Some current and former U.S. officials privately have likened the Saudi outburst - all but unprecedented for a kingdom that prefers to conduct diplomacy in the shadows - to a temper tantrum that will have little lasting effect on bilateral ties.
There has been no sign, for example, that the Saudis want to scale back or close U.S. military installations, including a base used to launch unmanned drones against Islamist militants in neighboring Yemen, a U.S. national security source said.
Washington and Riyadh have long been close partners in the fight against al Qaeda, and there is mutual benefit seen in the long-standing U.S. role as ultimate security guarantor for oil supplies flowing from Saudi Arabia and other Gulf exporters.
“I would not say it’s a fundamental breach. There are too many ways we depend” on one another, said a former senior U.S. official who has extensive experience dealing with Saudi Arabia.
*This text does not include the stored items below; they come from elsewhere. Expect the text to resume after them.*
//! Privileged host subsystem.
//!
//! # Data Flow
//! ```text
//! Port (per relay) ─┐
//!                   ├─▶ dispatch.rs
//! Session socket ───┘     ├─ wallet_healthCheck → freshness table
//!                         ├─ wallet_getConfig   → wallet_configChanged push
//!                         ├─ read methods       → immediate response
//!                         ├─ connect / add chain → pending.rs (prompt)
//!                         └─ signer verbs → translator → permissions.rs → pending.rs
//!
//! UI decision (approve / reject / dismiss / timeout)
//!     → runtime.rs resolves the pending entry exactly once
//!     → signer.rs (approve without payload)
//!     → responder.rs routes the response to the originating channel
//! ```
//!
//! # Design Decisions
//! - Permission subject is the origin reported by the port, never the
//!   page-supplied metadata
//! - Responders hold weak senders; a closed channel drops the response
//! - Nothing is queued for the signer until translation and the permission
//!   check both pass

pub mod dispatch;
pub mod pending;
pub mod permissions;
pub mod responder;
pub mod runtime;
pub mod signer;

pub use pending::{ChannelId, DecisionPrompt, PendingKey, PromptKind};
pub use permissions::{Grant, InMemoryPermissions, PermissionAuthority};
pub use responder::{Responder, SessionReply};
pub use runtime::{HostError, HostStatus, LocalConnector, WalletHost};
pub use signer::{LocalSigner, Signer, SignerError};
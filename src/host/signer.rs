//! Signers the host hands approved requests to.
//!
//! # Security
//! - Private keys are loaded ONLY from environment variables
//! - Keys are never logged or serialized

use std::str::FromStr;

use alloy::network::eip2718::Encodable2718;
use alloy::network::{EthereumWallet, TransactionBuilder};
use alloy::primitives::{hex, Address, B256};
use alloy::providers::{Provider, ProviderBuilder};
use alloy::rpc::types::TransactionRequest;
use alloy::signers::local::PrivateKeySigner;
use alloy::signers::Signer as _;
use futures_util::future::BoxFuture;
use serde_json::Value;
use thiserror::Error;

use crate::config::ChainConfig;
use crate::protocol::SignerAction;
use crate::rpc::{ErrorCode, RpcError};
use crate::translator::TranslatedRequest;

/// Environment variable name for the private key.
pub const PRIVATE_KEY_ENV_VAR: &str = "WALLET_BRIDGE_PRIVATE_KEY";

#[derive(Debug, Error)]
pub enum SignerError {
    #[error("invalid params: {0}")]
    InvalidParams(String),

    #[error("account {0} is not managed by this signer")]
    UnknownAccount(String),

    #[error("signing failed: {0}")]
    Signing(String),

    #[error("broadcast failed: {0}")]
    Broadcast(String),

    #[error("wallet error: {0}")]
    Wallet(String),
}

impl From<SignerError> for RpcError {
    fn from(err: SignerError) -> Self {
        match err {
            SignerError::InvalidParams(message) => {
                RpcError::with_message(ErrorCode::InvalidParams, message)
            }
            SignerError::UnknownAccount(account) => {
                RpcError::unauthorized().with_data(Value::String(account))
            }
            other => RpcError::internal_error(other.to_string()),
        }
    }
}

/// Produces the signed payload for an approved request.
///
/// `chain` is the host's active chain at approval time.
pub trait Signer: Send + Sync + 'static {
    fn accounts(&self) -> Vec<Address>;

    fn sign<'a>(
        &'a self,
        request: &'a TranslatedRequest,
        chain: &'a ChainConfig,
    ) -> BoxFuture<'a, Result<Value, SignerError>>;
}

/// Single-key signer backed by an in-process private key.
#[derive(Debug, Clone)]
pub struct LocalSigner {
    signer: PrivateKeySigner,
}

impl LocalSigner {
    /// Create a signer from a hex-encoded private key (with or without 0x).
    pub fn from_private_key(private_key_hex: &str) -> Result<Self, SignerError> {
        let key_hex = private_key_hex.strip_prefix("0x").unwrap_or(private_key_hex);
        let signer: PrivateKeySigner = key_hex
            .parse()
            .map_err(|e| SignerError::Wallet(format!("Invalid private key format: {}", e)))?;

        tracing::info!(address = %signer.address(), "Signer initialized");
        Ok(Self { signer })
    }

    /// Load the key from `WALLET_BRIDGE_PRIVATE_KEY`.
    pub fn from_env() -> Result<Self, SignerError> {
        let private_key = std::env::var(PRIVATE_KEY_ENV_VAR).map_err(|_| {
            SignerError::Wallet(format!("Environment variable {} not set", PRIVATE_KEY_ENV_VAR))
        })?;
        Self::from_private_key(&private_key)
    }

    pub fn address(&self) -> Address {
        self.signer.address()
    }

    fn check_account(&self, request: &TranslatedRequest) -> Result<(), SignerError> {
        match request.account() {
            None => Ok(()),
            Some(account) => match Address::from_str(account) {
                Ok(address) if address == self.signer.address() => Ok(()),
                _ => Err(SignerError::UnknownAccount(account.to_string())),
            },
        }
    }

    async fn sign_message(&self, request: &TranslatedRequest) -> Result<Value, SignerError> {
        let message = request
            .params
            .first()
            .and_then(Value::as_str)
            .ok_or_else(|| SignerError::InvalidParams("expected a message string".into()))?;

        let bytes = message_bytes(message);
        let signature = self
            .signer
            .sign_message(&bytes)
            .await
            .map_err(|e| SignerError::Signing(e.to_string()))?;
        Ok(Value::String(hex::encode_prefixed(signature.as_bytes())))
    }

    async fn sign_digest(&self, request: &TranslatedRequest) -> Result<Value, SignerError> {
        let digest = request
            .params
            .get(1)
            .and_then(Value::as_str)
            .ok_or_else(|| SignerError::InvalidParams("expected a 32-byte digest".into()))?;
        let hash = B256::from_str(digest)
            .map_err(|e| SignerError::InvalidParams(format!("invalid digest: {}", e)))?;

        let signature = self
            .signer
            .sign_hash(&hash)
            .await
            .map_err(|e| SignerError::Signing(e.to_string()))?;
        Ok(Value::String(hex::encode_prefixed(signature.as_bytes())))
    }

    fn transaction(
        &self,
        request: &TranslatedRequest,
        chain: &ChainConfig,
    ) -> Result<TransactionRequest, SignerError> {
        let raw = request
            .params
            .first()
            .cloned()
            .ok_or_else(|| SignerError::InvalidParams("expected a transaction object".into()))?;
        let mut tx: TransactionRequest = serde_json::from_value(raw)
            .map_err(|e| SignerError::InvalidParams(format!("invalid transaction: {}", e)))?;

        if tx.from.is_none() {
            tx.set_from(self.signer.address());
        }
        if tx.chain_id.is_none() {
            tx.set_chain_id(chain.chain_id);
        }
        Ok(tx)
    }

    async fn sign_transaction(
        &self,
        request: &TranslatedRequest,
        chain: &ChainConfig,
    ) -> Result<Value, SignerError> {
        let tx = self.transaction(request, chain)?;
        let wallet = EthereumWallet::new(self.signer.clone());
        let envelope = tx
            .build(&wallet)
            .await
            .map_err(|e| SignerError::InvalidParams(format!("incomplete transaction: {}", e)))?;
        Ok(Value::String(hex::encode_prefixed(envelope.encoded_2718())))
    }

    async fn send_transaction(
        &self,
        request: &TranslatedRequest,
        chain: &ChainConfig,
    ) -> Result<Value, SignerError> {
        let tx = self.transaction(request, chain)?;
        let url: url::Url = chain.rpc_url.parse().map_err(|e| {
            SignerError::Broadcast(format!("Invalid RPC URL '{}': {}", chain.rpc_url, e))
        })?;

        let provider = ProviderBuilder::new()
            .wallet(EthereumWallet::new(self.signer.clone()))
            .connect_http(url);
        let pending = provider
            .send_transaction(tx)
            .await
            .map_err(|e| SignerError::Broadcast(e.to_string()))?;

        let hash = *pending.tx_hash();
        tracing::info!(tx_hash = %hash, chain_id = chain.chain_id, "Transaction broadcast");
        Ok(Value::String(hash.to_string()))
    }
}

/// `0x`-prefixed hex is signed as raw bytes, anything else as UTF-8 text.
fn message_bytes(message: &str) -> Vec<u8> {
    match message.strip_prefix("0x") {
        Some(_) => hex::decode(message).unwrap_or_else(|_| message.as_bytes().to_vec()),
        None => message.as_bytes().to_vec(),
    }
}

impl Signer for LocalSigner {
    fn accounts(&self) -> Vec<Address> {
        vec![self.signer.address()]
    }

    fn sign<'a>(
        &'a self,
        request: &'a TranslatedRequest,
        chain: &'a ChainConfig,
    ) -> BoxFuture<'a, Result<Value, SignerError>> {
        Box::pin(async move {
            self.check_account(request)?;
            match request.method.action() {
                SignerAction::SignMessage => self.sign_message(request).await,
                SignerAction::SignDigest => self.sign_digest(request).await,
                SignerAction::SignTransaction => self.sign_transaction(request, chain).await,
                SignerAction::SendTransaction => self.send_transaction(request, chain).await,
            }
        })
    }
}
“It’s a family spat (between the U.S. and Saudi Arabia). But it’s a serious one.”
Still, some Washington-based analysts say views have become so divergent on issues like Syria, Iran and Egypt that it will be all but impossible for the United States and Saudi Arabia to ever return to being as closely aligned as they once were.
Saudi anger boiled over last week when it renounced a coveted seat on the U.N. Security Council, in protest at what it called international failures to resolve Syria’s civil war and grant Palestinians a state.
Behind its concerns was a fear that its closest major ally had failed to respond robustly on Syria - both with threatened military strikes and the arming of anti-government rebels - and would give away too much in any negotiations with Iran.
Simon Henderson, an expert on the Gulf states at the Washington Institute for Near East Policy, said the Saudi message was that it regarded President Barack Obama and his administration as “tone deaf to Saudi interests.”
Saudi Arabia, like Israel, is dismayed at the prospect of a U.S.-Iranian thaw because of what it sees as a threat to its own security if Tehran is given freer rein in the region.
The United States is also at odds with Saudi Arabia over Egypt, where Washington has curbed military aid after the overthrow of an elected Islamist government and Riyadh has pledged to replace any foreign assistance that is cut.
Prince Bandar, the kingdom’s intelligence chief, has created the biggest diplomatic waves with his stark warning that Saudi Arabia would begin distancing itself from the United States.
Though questions have been raised in Washington whether Bandar was speaking for the Saudi leadership or just offering his personal opinion, diplomatic sources in the Gulf said the message from the prince - an outspoken former ambassador to Washington - reflected the views of King Abdullah.
The king once famously advised the United States to “cut off the head of the snake” by launching military strikes on Iran’s nuclear facilities, according to a 2008 U.S. diplomatic cable released by WikiLeaks.
When Obama met Abdullah in 2009 on a visit to the Sunni Muslim kingdom, he had to sit through the monarch’s lengthy monologue on Iran, Saudi Arabia’s Shi‘ite Muslim regional rival.
But the Saudis ended up helping Washington by filling the gap in global oil supplies created by Obama’s drive for international sanctions that hit Iran’s energy sector hard.
Some analysts now believe a shakeup of Obama’s second-term national security team may have contributed to tensions by failing to name a high-level point person to deal with Saudi Arabia, and they suggest the president should now send an envoy to mend fences.
As Obama’s counterterrorism chief, John Brennan, now CIA director, often went beyond his brief to handle issues related to Saudi Arabia, where he was CIA station chief for six years.
“If they perceive that they don’t have a go-to person at a senior echelon, that’s a problem because they’re such a key partner,” said Brian Katulis, a senior fellow at the Center for American Progress think tank in Washington.